[Entries taken from a collection]
———
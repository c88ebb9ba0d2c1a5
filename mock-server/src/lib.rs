//! In-memory Thunder-compatible REST server for tests and local development.
//!
//! Users are "connected" through `MockState::connect`; the HTTP API then
//! reports presence, channel membership and delivery counts against that
//! registry and records every delivered message in the user's inbox.

use std::collections::{BTreeSet, HashMap};
use std::sync::Arc;

use axum::{
    extract::{Path, State},
    http::{HeaderMap, StatusCode},
    routing::get,
    Json, Router,
};
use serde::{Deserialize, Serialize};
use serde_json::Value;
use tokio::{net::TcpListener, sync::RwLock};

pub const API_VERSION: &str = "1.0.0";
pub const SECRET_KEY_HEADER: &str = "x-thunder-secret-key";

#[derive(Clone, Debug, Serialize, Deserialize, PartialEq, Eq)]
pub struct CountResponse {
    pub count: usize,
}

#[derive(Clone, Debug, Serialize, Deserialize, PartialEq, Eq)]
pub struct OnlineResponse {
    pub online: bool,
}

#[derive(Clone, Debug, Serialize, Deserialize, PartialEq, Eq)]
pub struct UsersResponse {
    pub users: Vec<String>,
}

#[derive(Clone, Debug, Default)]
pub struct Connection {
    pub channels: BTreeSet<String>,
    pub inbox: Vec<Value>,
}

pub type Registry = Arc<RwLock<HashMap<String, Connection>>>;

/// Credentials plus the shared connection registry.
#[derive(Clone, Debug)]
pub struct MockState {
    api_key: Arc<str>,
    api_secret: Arc<str>,
    registry: Registry,
}

impl MockState {
    pub fn new(api_key: &str, api_secret: &str) -> Self {
        Self {
            api_key: Arc::from(api_key),
            api_secret: Arc::from(api_secret),
            registry: Registry::default(),
        }
    }

    /// Mark `user` online and subscribe it to `channels`.
    pub async fn connect<I, S>(&self, user: &str, channels: I)
    where
        I: IntoIterator<Item = S>,
        S: Into<String>,
    {
        let mut registry = self.registry.write().await;
        let connection = registry.entry(user.to_string()).or_default();
        connection.channels.extend(channels.into_iter().map(Into::into));
    }

    /// Messages delivered to `user` so far; empty if the user is offline.
    pub async fn inbox(&self, user: &str) -> Vec<Value> {
        let registry = self.registry.read().await;
        registry.get(user).map(|c| c.inbox.clone()).unwrap_or_default()
    }

    pub async fn is_online(&self, user: &str) -> bool {
        self.registry.read().await.contains_key(user)
    }

    /// Reject wrong version/key with 404 and a wrong secret with 401.
    fn authorize(&self, version: &str, api_key: &str, headers: &HeaderMap) -> Result<(), StatusCode> {
        if version != API_VERSION || api_key != &*self.api_key {
            return Err(StatusCode::NOT_FOUND);
        }
        let secret = headers.get(SECRET_KEY_HEADER).and_then(|v| v.to_str().ok());
        if secret != Some(&*self.api_secret) {
            tracing::debug!("rejecting request with missing or wrong secret key");
            return Err(StatusCode::UNAUTHORIZED);
        }
        Ok(())
    }
}

pub fn app(state: MockState) -> Router {
    Router::new()
        .route("/api/{version}/{apikey}/users/", get(user_count))
        .route(
            "/api/{version}/{apikey}/users/{userid}/",
            get(user_online).post(message_user).delete(disconnect_user),
        )
        .route(
            "/api/{version}/{apikey}/channels/{channel}/",
            get(channel_users).post(message_channel),
        )
        .with_state(state)
}

pub async fn run(listener: TcpListener, state: MockState) -> Result<(), std::io::Error> {
    axum::serve(listener, app(state)).await
}

fn parse_message(body: &str) -> Result<Value, StatusCode> {
    serde_json::from_str(body).map_err(|_| StatusCode::BAD_REQUEST)
}

async fn user_count(
    State(state): State<MockState>,
    Path((version, apikey)): Path<(String, String)>,
    headers: HeaderMap,
) -> Result<Json<CountResponse>, StatusCode> {
    state.authorize(&version, &apikey, &headers)?;
    let count = state.registry.read().await.len();
    Ok(Json(CountResponse { count }))
}

async fn user_online(
    State(state): State<MockState>,
    Path((version, apikey, userid)): Path<(String, String, String)>,
    headers: HeaderMap,
) -> Result<Json<OnlineResponse>, StatusCode> {
    state.authorize(&version, &apikey, &headers)?;
    let online = state.registry.read().await.contains_key(&userid);
    Ok(Json(OnlineResponse { online }))
}

async fn message_user(
    State(state): State<MockState>,
    Path((version, apikey, userid)): Path<(String, String, String)>,
    headers: HeaderMap,
    body: String,
) -> Result<Json<CountResponse>, StatusCode> {
    state.authorize(&version, &apikey, &headers)?;
    let message = parse_message(&body)?;
    let mut registry = state.registry.write().await;
    let count = match registry.get_mut(&userid) {
        Some(connection) => {
            connection.inbox.push(message);
            1
        }
        None => 0,
    };
    tracing::debug!(user = %userid, count, "delivered message to user");
    Ok(Json(CountResponse { count }))
}

async fn disconnect_user(
    State(state): State<MockState>,
    Path((version, apikey, userid)): Path<(String, String, String)>,
    headers: HeaderMap,
) -> Result<StatusCode, StatusCode> {
    state.authorize(&version, &apikey, &headers)?;
    let mut registry = state.registry.write().await;
    registry
        .remove(&userid)
        .map(|_| StatusCode::NO_CONTENT)
        .ok_or(StatusCode::NOT_FOUND)
}

async fn channel_users(
    State(state): State<MockState>,
    Path((version, apikey, channel)): Path<(String, String, String)>,
    headers: HeaderMap,
) -> Result<Json<UsersResponse>, StatusCode> {
    state.authorize(&version, &apikey, &headers)?;
    let registry = state.registry.read().await;
    let mut users: Vec<String> = registry
        .iter()
        .filter(|(_, connection)| connection.channels.contains(&channel))
        .map(|(user, _)| user.clone())
        .collect();
    users.sort();
    Ok(Json(UsersResponse { users }))
}

async fn message_channel(
    State(state): State<MockState>,
    Path((version, apikey, channel)): Path<(String, String, String)>,
    headers: HeaderMap,
    body: String,
) -> Result<Json<CountResponse>, StatusCode> {
    state.authorize(&version, &apikey, &headers)?;
    let message = parse_message(&body)?;
    let mut registry = state.registry.write().await;
    let mut count = 0;
    for connection in registry.values_mut().filter(|c| c.channels.contains(&channel)) {
        connection.inbox.push(message.clone());
        count += 1;
    }
    tracing::debug!(%channel, count, "delivered message to channel");
    Ok(Json(CountResponse { count }))
}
———
→ Work required: Transcribe, exactly as written, all lines of the entries above from the first to the one containing "pub struct Connection", and no more.

→ Task solution:
repository c88ebb9ba0d2c1a5
filename mock-server/src/lib.rs
//! In-memory Thunder-compatible REST server for tests and local development.
//!
//! Users are "connected" through `MockState::connect`; the HTTP API then
//! reports presence, channel membership and delivery counts against that
//! registry and records every delivered message in the user's inbox.

use std::collections::{BTreeSet, HashMap};
use std::sync::Arc;

use axum::{
    extract::{Path, State},
    http::{HeaderMap, StatusCode},
    routing::get,
    Json, Router,
};
use serde::{Deserialize, Serialize};
use serde_json::Value;
use tokio::{net::TcpListener, sync::RwLock};

pub const API_VERSION: &str = "1.0.0";
pub const SECRET_KEY_HEADER: &str = "x-thunder-secret-key";

#[derive(Clone, Debug, Serialize, Deserialize, PartialEq, Eq)]
pub struct CountResponse {
    pub count: usize,
}

#[derive(Clone, Debug, Serialize, Deserialize, PartialEq, Eq)]
pub struct OnlineResponse {
    pub online: bool,
}

#[derive(Clone, Debug, Serialize, Deserialize, PartialEq, Eq)]
pub struct UsersResponse {
    pub users: Vec<String>,
}

#[derive(Clone, Debug, Default)]
pub struct Connection {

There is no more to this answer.